Each person breathes approximately 22,000 times a day and requires approximately 15 kg of air per day. Air pollution has exacerbated cardiac and respiratory complications in patients with these diseases, and is a major contributor to the development of respiratory and heart disease in healthy people.
Certainly the respiratory system is the first part of the human body to be in direct contact with air pollution and the lung is responsible for the absorption of air oxygen and carbon dioxide excretion, hence the concentration of air pollutants higher than the lung purification capacity. Being human, they enter the bloodstream and cause complications such as impaired oxygen transfer to body tissues, myocardial infarction, increased heart rate, asthma, decreased lung capacity, bronchitis, and lung cancer.
Air pollution in the upper respiratory tract is most affected and the effects of the disease in the pulmonary patients remain acute and chronic for a long time.
The higher the amount of pollutants in the air, the more difficult the lungs will be to work and absorb more oxygen and carbon dioxide.

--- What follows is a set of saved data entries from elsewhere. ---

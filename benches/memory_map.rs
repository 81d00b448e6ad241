// Bulk-insert and organize throughput of the sparse memory map.

use criterion::{criterion_group, criterion_main, BatchSize, Criterion};

use hexmap::{MemoryMap, MemoryRegion};

fn scattered_map(blocks: u32) -> MemoryMap {
    let mut map = MemoryMap::new();
    map.set_suppress_organize(true);
    for i in 0..blocks {
        map.insert(i * 2, &[i as u8]).unwrap();
    }
    map
}

fn bench_insert_scattered(c: &mut Criterion) {
    c.bench_function("insert 10k scattered single bytes", |b| {
        b.iter(|| scattered_map(10_000));
    });
}

fn bench_organize_merge(c: &mut Criterion) {
    c.bench_function("organize 10k adjacent blocks", |b| {
        b.iter_batched(
            || {
                let mut map = MemoryMap::new();
                map.set_suppress_organize(true);
                for i in 0u32..10_000 {
                    map.insert(i, &[i as u8]).unwrap();
                }
                map
            },
            |mut map| {
                map.organize();
                assert_eq!(map.block_count(), 1);
                map
            },
            BatchSize::SmallInput,
        );
    });
}

fn bench_fetch_window(c: &mut Criterion) {
    let map = scattered_map(10_000);
    c.bench_function("fetch 16 KiB window over scattered map", |b| {
        b.iter(|| {
            map.fetch(MemoryRegion::new(0, 16 * 1024 - 1)).unwrap()
        });
    });
}

criterion_group!(
    benches,
    bench_insert_scattered,
    bench_organize_merge,
    bench_fetch_window
);
criterion_main!(benches);
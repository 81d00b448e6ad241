//! Argument surface for the `hexconv` binary.

use std::path::PathBuf;

use clap::Parser;

use crate::format::FormatKind;
use crate::map::MemoryRegion;

/// Convert firmware images between hex-file formats.
#[derive(Debug, Parser)]
#[command(name = "hexconv", version, about)]
pub struct Args {
    /// Input file.
    pub input: PathBuf,

    /// Output file; without one, a block summary is printed instead.
    #[arg(short, long)]
    pub output: Option<PathBuf>,

    /// Input format (detected from the contents when omitted).
    #[arg(long, value_name = "FORMAT")]
    pub from: Option<FormatKind>,

    /// Output format (detected from the output extension when omitted).
    #[arg(long, value_name = "FORMAT")]
    pub to: Option<FormatKind>,

    /// Byte value reported for unimplemented addresses.
    #[arg(long, value_parser = parse_byte, default_value = "FF")]
    pub fill: u8,

    /// Keep only this address range (hex, inclusive), e.g. 8000..FFFF.
    #[arg(long, value_parser = parse_region, value_name = "START..END")]
    pub crop: Option<MemoryRegion>,

    /// Shift every block by this many addresses before writing.
    #[arg(long, value_parser = parse_u32_arg, value_name = "DELTA")]
    pub offset: Option<u32>,

    /// Shift down instead of up.
    #[arg(long, requires = "offset")]
    pub down: bool,

    /// Data bytes per emitted record line.
    #[arg(long, value_name = "N")]
    pub bytes_per_line: Option<usize>,

    /// Report checksum mismatches as warnings instead of errors.
    #[arg(long)]
    pub checksum_warn: bool,

    /// Increase log verbosity (-v, -vv, -vvv).
    #[arg(short, action = clap::ArgAction::Count)]
    pub verbose: u8,

    /// Print nothing but errors.
    #[arg(short, long, conflicts_with = "verbose")]
    pub quiet: bool,
}

fn parse_byte(s: &str) -> Result<u8, String> {
    let s = s.trim_start_matches("0x").trim_start_matches("0X");
    u8::from_str_radix(s, 16).map_err(|_| format!("'{s}' is not a hex byte"))
}

fn parse_u32_arg(s: &str) -> Result<u32, String> {
    let (digits, radix) = match s.strip_prefix("0x").or_else(|| s.strip_prefix("0X")) {
        Some(rest) => (rest, 16),
        None => (s, 10),
    };
    u32::from_str_radix(digits, radix).map_err(|_| format!("'{s}' is not a 32-bit value"))
}

fn parse_region(s: &str) -> Result<MemoryRegion, String> {
    let (lo, hi) = s
        .split_once("..")
        .ok_or_else(|| format!("'{s}' is not START..END"))?;
    let start =
        u32::from_str_radix(lo.trim(), 16).map_err(|_| format!("'{lo}' is not a hex address"))?;
    let end =
        u32::from_str_radix(hi.trim(), 16).map_err(|_| format!("'{hi}' is not a hex address"))?;
    Ok(MemoryRegion::new(start, end))
}

#[cfg(test)]
mod tests {
    use super::*;

    #[test]
    fn parses_typical_invocation() {
        let args = Args::parse_from([
            "hexconv",
            "firmware.hex",
            "-o",
            "firmware.s19",
            "--from",
            "intel",
            "--crop",
            "8000..FFFF",
            "--fill",
            "00",
            "-vv",
        ]);
        assert_eq!(args.from, Some(FormatKind::IntelHex));
        assert_eq!(args.crop, Some(MemoryRegion::new(0x8000, 0xFFFF)));
        assert_eq!(args.fill, 0x00);
        assert_eq!(args.verbose, 2);
        assert!(args.to.is_none());
    }

    #[test]
    fn value_parsers() {
        assert_eq!(parse_byte("0xAB"), Ok(0xAB));
        assert!(parse_byte("zz").is_err());
        assert_eq!(parse_u32_arg("0x100"), Ok(256));
        assert_eq!(parse_u32_arg("256"), Ok(256));
        assert_eq!(parse_region("0..FFFF"), Ok(MemoryRegion::new(0, 0xFFFF)));
        assert!(parse_region("10").is_err());
    }
}
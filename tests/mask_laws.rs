// Algebraic laws of the sparse bitmask, property-tested over small random
// masks. The bit windows stay far from the +/-2^32 domain edges so no law
// is disturbed by chunk dropping.

use hexmap::Mask;
use quickcheck::{Arbitrary, Gen};
use quickcheck_macros::quickcheck;

/// A mask with up to eight random bits touched inside a +/-10000 window.
#[derive(Clone, Debug)]
struct SmallMask(Mask);

impl Arbitrary for SmallMask {
    fn arbitrary(g: &mut Gen) -> Self {
        let mut mask = Mask::new(bool::arbitrary(g));
        for _ in 0..(usize::arbitrary(g) % 8) {
            let index = i64::arbitrary(g) % 10_000;
            mask.set(index, bool::arbitrary(g)).unwrap();
        }
        SmallMask(mask)
    }
}

#[quickcheck]
fn or_and_are_idempotent(a: SmallMask) -> bool {
    let a = a.0;
    a.or(&a) == a && a.and(&a) == a
}

#[quickcheck]
fn xor_with_self_is_uniform_default(a: SmallMask) -> bool {
    let x = a.0.xor(&a.0);
    // Every bit equals the result's default; canonical form makes that the
    // same as holding no words at all.
    x.is_uniform() && x == Mask::new(x.default_bit())
}

#[quickcheck]
fn double_complement_is_identity(a: SmallMask) -> bool {
    a.0.not().not() == a.0
}

#[quickcheck]
fn shift_round_trip(a: SmallMask, n: u16) -> bool {
    let n = n as i64;
    a.0.shl(n).shr(n) == a.0
}

#[quickcheck]
fn count_partitions_the_range(a: SmallMask, lo: i16, len: u8) -> bool {
    let lo = lo as i64;
    let hi = lo + len as i64;
    let ones = a.0.count_bits(lo, hi, true).unwrap();
    let zeros = a.0.count_bits(lo, hi, false).unwrap();
    ones + zeros == (hi - lo + 1) as u64
}

#[quickcheck]
fn value_round_trip(v: u64, index: u16, default_bit: bool) -> bool {
    let index = index as i64;
    let mask = Mask::from_u64(v, index, default_bit).unwrap();
    mask.to_u64(index).unwrap() == v
}

#[quickcheck]
fn boolean_ops_match_per_bit(a: SmallMask, b: SmallMask) -> bool {
    let (a, b) = (a.0, b.0);
    let or = a.or(&b);
    let and = a.and(&b);
    let xor = a.xor(&b);
    (-10_050..10_050).all(|i| {
        let (x, y) = (a.get(i).unwrap(), b.get(i).unwrap());
        or.get(i).unwrap() == (x | y)
            && and.get(i).unwrap() == (x & y)
            && xor.get(i).unwrap() == (x ^ y)
    })
}

#[quickcheck]
fn crop_then_count(a: SmallMask) -> bool {
    let mut cropped = a.0.clone();
    cropped.crop(0, 99).unwrap();
    // Outside the kept window everything reads as the default.
    (100..10_100).all(|i| cropped.get(i).unwrap() == cropped.default_bit())
        && (-10_100..0).all(|i| cropped.get(i).unwrap() == cropped.default_bit())
}

/// The fixed shift scenario: 0xFF at bit 0 shifted up a nibble.
#[test]
fn shift_scenario() {
    let a = Mask::from_u32(0x0000_00FF, 0, false).unwrap();
    let expected = Mask::from_u32(0x0000_0FF0, 0, false).unwrap();
    assert_eq!(a.shl(4), expected);
}
//! Sparse byte-addressable memory over the 32-bit address space.
//!
//! [`MemoryMap`] stores disjoint [`MemoryBlock`]s in a radix trie keyed by
//! start address. Inserts overlay bytes over whatever is present, splitting
//! and absorbing existing blocks as needed; reads of unimplemented
//! addresses yield the map's blank byte (`0xFF` by default). After
//! [`MemoryMap::organize`] no two stored blocks touch, so the block list is
//! the canonical region decomposition of the image.

mod block;
mod collection;
mod data_buffer;
mod region;
mod trie;

pub use block::MemoryBlock;
pub use collection::RegionCollection;
pub use data_buffer::DataBuffer;
pub use region::MemoryRegion;

use tracing::debug;

use crate::buffer::ByteBuffer;
use crate::error::HexError;
use crate::mask::Mask;

use trie::Trie;

/// Byte value substituted for unimplemented addresses.
pub const DEFAULT_BLANK_DATA: u8 = 0xFF;

/// Sparse mapping from 32-bit addresses to bytes.
///
/// Mutations re-canonicalize the block segmentation on completion unless
/// `suppress_organize` is set (bulk loaders set it, then organize once at
/// the end). Organization never changes the map's semantic content, only
/// how the bytes are cut into blocks.
pub struct MemoryMap {
    blocks: Trie<MemoryBlock>,
    blank_data: u8,
    suppress_organize: bool,
    organized: bool,
}

impl Default for MemoryMap {
    fn default() -> Self {
        MemoryMap {
            blocks: Trie::new(),
            blank_data: DEFAULT_BLANK_DATA,
            suppress_organize: false,
            organized: true,
        }
    }
}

Air pollution can pose a serious threat to human health.
Air pollution has the most serious and serious threat to children’s health. Air pollution increases the risk of asthma in children, children are more likely to be exposed to surface air pollution due to their higher respiration rate than adults as well as their shorter height. There are various reasons for the negative effects of air pollution on children. In fact, the lungs, immune system and brain of children grow up to about 6 years of age. During this time, the cell layer inside the respiratory tract is very sensitive and permeable. In addition, children have larger lungs than their adult counterparts and draw more air into their lungs than adults. Early growth is very important for a child’s health, and children spend more time outdoors and breathe more air.
The impact of air pollution on infants
Perhaps one of the most vulnerable stages of human life is the time between fertilization and birth, during which the environment can have extremely immediate and lasting effects on health. Evidence suggests that exposure to environmental pollutants can cause preterm births (before 37 weeks gestation) or low birth weight (less than 2,500 g), or with some defects. These babies often die in infancy, and survivors are at high risk of early brain, respiratory and digestive problems. The effect of exposure to environmental pollutants on fetal development may be widespread, and delayed growth and development during embryogenesis, as the data show, is a risk for adult heart disease and diabetes.
Airborne toxins can impair lung function and brain development, or aggravate existing conditions such as asthma. Premature babies may be more vulnerable, for example, to pulmonary failure at birth.